WORK TO COMPLETE ▸ All lines containing the string "last" must be copied from the entries.

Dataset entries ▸
[Start of section]

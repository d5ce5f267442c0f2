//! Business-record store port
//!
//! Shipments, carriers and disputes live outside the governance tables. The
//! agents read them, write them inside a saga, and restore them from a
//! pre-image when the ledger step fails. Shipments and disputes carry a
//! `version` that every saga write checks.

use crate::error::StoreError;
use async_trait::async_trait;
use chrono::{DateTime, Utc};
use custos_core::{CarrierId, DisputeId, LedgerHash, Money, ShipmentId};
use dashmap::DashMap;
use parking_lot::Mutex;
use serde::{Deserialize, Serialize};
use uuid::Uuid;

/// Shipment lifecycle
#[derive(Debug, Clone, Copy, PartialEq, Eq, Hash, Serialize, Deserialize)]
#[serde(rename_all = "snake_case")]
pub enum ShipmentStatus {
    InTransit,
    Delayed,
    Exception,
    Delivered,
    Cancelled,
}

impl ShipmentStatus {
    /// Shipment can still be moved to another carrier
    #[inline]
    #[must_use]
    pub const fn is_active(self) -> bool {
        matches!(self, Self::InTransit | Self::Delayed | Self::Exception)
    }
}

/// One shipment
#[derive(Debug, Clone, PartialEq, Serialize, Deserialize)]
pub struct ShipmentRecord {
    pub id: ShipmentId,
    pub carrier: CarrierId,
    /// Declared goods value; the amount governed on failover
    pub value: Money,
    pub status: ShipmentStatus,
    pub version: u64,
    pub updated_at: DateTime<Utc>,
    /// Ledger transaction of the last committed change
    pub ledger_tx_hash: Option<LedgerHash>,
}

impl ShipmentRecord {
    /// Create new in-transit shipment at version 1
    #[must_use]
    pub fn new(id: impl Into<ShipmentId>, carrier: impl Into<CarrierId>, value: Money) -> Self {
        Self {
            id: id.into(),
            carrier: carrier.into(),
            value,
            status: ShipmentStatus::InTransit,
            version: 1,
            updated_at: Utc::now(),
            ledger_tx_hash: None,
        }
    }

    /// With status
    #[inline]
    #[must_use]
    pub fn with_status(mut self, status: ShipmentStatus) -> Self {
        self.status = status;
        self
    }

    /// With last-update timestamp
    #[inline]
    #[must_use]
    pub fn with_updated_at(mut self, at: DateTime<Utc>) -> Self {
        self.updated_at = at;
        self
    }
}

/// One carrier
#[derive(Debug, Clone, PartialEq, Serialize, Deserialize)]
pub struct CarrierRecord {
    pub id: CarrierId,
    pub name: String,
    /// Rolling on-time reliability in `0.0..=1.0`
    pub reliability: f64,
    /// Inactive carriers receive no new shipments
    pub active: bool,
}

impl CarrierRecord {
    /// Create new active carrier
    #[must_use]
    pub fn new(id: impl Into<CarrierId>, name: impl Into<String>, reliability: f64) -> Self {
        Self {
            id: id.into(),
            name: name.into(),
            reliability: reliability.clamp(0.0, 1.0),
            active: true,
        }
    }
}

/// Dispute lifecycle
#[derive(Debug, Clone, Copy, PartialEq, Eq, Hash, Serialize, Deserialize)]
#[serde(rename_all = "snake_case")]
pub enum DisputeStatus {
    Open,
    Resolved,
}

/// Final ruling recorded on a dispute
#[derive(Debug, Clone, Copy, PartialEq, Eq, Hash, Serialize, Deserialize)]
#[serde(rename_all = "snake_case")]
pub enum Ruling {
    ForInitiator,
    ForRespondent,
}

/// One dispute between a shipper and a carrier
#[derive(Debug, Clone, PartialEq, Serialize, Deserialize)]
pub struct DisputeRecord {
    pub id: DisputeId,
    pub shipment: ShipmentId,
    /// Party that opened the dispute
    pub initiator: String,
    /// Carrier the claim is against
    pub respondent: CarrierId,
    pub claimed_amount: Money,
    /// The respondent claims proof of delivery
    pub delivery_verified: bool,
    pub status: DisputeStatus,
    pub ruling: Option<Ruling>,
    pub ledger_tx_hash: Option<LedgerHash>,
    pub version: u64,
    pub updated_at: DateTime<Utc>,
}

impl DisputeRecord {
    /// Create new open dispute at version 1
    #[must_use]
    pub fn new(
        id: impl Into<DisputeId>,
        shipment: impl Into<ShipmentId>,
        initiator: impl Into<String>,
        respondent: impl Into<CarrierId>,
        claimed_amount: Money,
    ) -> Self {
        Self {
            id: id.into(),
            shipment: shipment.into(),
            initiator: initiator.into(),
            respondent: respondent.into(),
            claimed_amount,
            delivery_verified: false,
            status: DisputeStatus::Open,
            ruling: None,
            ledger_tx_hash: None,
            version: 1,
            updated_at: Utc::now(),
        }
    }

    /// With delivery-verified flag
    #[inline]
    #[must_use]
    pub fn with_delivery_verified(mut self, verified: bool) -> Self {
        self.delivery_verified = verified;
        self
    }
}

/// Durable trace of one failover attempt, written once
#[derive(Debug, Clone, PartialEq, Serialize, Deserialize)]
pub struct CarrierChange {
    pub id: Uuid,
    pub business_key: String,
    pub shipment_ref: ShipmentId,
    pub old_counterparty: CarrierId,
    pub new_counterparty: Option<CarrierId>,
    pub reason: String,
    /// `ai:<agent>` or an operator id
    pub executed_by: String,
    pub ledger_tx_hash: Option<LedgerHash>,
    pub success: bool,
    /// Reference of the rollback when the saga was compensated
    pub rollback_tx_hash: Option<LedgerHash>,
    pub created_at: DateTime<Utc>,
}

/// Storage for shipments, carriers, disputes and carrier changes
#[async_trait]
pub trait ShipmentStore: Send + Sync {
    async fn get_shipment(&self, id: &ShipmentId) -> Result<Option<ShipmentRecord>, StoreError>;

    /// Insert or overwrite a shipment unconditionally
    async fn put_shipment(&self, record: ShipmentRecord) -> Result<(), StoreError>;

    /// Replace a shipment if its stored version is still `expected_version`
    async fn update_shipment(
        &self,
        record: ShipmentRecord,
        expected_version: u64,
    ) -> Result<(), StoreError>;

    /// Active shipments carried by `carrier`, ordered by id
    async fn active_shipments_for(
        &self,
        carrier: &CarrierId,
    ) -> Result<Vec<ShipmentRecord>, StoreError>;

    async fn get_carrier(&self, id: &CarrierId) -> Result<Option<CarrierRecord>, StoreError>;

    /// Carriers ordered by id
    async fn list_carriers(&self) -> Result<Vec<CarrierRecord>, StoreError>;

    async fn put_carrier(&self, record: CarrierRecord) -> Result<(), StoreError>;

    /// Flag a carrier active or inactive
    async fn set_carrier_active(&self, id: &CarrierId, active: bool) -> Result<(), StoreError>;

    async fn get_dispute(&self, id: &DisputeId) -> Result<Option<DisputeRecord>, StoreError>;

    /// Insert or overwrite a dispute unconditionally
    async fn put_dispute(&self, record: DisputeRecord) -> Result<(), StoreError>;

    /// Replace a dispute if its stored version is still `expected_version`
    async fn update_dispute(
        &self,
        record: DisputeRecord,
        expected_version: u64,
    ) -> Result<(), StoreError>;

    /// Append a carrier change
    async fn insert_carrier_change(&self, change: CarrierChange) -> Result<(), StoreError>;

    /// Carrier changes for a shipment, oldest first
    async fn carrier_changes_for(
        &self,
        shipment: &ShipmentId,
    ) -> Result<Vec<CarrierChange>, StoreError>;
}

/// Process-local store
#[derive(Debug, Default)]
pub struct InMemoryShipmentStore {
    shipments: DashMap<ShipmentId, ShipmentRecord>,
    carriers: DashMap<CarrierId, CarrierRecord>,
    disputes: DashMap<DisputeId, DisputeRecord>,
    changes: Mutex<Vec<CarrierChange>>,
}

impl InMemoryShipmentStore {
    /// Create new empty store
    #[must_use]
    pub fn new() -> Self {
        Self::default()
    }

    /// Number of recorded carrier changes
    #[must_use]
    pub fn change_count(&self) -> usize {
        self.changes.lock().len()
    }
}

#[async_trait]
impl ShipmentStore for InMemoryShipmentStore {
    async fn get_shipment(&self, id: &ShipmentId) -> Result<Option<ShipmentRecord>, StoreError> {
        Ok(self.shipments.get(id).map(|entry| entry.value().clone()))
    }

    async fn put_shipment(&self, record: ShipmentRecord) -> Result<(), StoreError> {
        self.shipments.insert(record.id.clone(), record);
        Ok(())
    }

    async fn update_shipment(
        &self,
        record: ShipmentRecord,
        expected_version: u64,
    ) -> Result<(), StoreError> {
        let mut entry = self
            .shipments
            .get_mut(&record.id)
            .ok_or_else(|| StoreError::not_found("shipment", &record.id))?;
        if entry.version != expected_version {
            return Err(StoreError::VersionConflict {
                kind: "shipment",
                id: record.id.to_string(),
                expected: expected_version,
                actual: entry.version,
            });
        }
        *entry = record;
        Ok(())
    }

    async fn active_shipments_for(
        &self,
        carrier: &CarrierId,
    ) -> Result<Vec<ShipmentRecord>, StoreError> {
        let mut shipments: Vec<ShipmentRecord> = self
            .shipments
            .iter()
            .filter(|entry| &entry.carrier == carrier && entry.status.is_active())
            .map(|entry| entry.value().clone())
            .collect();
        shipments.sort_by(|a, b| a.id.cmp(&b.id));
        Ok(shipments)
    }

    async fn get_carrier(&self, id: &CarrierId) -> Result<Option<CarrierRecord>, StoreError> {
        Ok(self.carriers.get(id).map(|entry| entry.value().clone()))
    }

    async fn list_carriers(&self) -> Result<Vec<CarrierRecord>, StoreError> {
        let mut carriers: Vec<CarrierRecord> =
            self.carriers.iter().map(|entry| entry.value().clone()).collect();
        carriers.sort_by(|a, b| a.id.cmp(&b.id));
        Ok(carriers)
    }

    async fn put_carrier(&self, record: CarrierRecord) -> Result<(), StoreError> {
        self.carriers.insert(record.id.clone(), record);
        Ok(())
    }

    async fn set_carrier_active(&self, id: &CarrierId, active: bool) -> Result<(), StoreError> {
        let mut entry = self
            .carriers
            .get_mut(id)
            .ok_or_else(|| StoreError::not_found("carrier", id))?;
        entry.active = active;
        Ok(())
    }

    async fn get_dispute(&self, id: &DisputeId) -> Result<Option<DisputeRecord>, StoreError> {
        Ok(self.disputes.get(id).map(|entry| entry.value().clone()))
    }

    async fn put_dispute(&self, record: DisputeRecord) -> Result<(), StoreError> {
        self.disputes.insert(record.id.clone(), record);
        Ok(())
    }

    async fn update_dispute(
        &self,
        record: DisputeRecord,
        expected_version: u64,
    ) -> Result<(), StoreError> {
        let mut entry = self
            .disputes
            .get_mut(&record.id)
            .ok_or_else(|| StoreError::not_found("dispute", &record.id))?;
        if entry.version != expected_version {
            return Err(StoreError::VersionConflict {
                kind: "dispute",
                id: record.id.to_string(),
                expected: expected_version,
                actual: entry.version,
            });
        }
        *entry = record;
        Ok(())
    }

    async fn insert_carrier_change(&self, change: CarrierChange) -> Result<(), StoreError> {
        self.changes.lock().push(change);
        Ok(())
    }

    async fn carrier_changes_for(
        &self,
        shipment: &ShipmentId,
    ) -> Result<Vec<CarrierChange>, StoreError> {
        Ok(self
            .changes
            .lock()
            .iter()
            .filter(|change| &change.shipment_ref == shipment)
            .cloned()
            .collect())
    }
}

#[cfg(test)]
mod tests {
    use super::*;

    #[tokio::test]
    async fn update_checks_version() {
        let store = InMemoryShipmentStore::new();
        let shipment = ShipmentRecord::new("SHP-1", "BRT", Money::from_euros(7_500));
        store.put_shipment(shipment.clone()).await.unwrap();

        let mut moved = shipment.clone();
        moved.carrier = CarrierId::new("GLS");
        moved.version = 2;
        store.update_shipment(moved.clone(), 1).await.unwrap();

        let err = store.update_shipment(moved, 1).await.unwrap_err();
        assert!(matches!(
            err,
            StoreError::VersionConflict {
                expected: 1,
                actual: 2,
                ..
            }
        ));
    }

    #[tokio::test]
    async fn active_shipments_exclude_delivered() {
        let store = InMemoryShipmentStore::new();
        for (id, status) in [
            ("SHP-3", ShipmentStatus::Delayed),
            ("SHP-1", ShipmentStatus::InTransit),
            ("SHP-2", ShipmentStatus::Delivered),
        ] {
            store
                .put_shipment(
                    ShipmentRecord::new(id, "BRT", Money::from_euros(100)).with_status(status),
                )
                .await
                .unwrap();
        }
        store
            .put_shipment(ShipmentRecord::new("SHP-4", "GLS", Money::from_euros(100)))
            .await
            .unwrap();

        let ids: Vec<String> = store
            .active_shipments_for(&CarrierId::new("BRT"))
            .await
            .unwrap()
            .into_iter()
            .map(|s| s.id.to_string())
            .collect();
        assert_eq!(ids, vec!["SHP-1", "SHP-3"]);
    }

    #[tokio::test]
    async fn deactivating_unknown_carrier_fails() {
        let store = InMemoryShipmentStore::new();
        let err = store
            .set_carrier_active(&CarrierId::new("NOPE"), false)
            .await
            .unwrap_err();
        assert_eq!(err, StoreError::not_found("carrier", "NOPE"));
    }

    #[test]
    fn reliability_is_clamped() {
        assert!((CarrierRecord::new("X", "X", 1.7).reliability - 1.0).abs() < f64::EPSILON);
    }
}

[End of section]

EXERCISE RESPONSE ▸
    /// Ledger transaction of the last committed change
    /// With last-update timestamp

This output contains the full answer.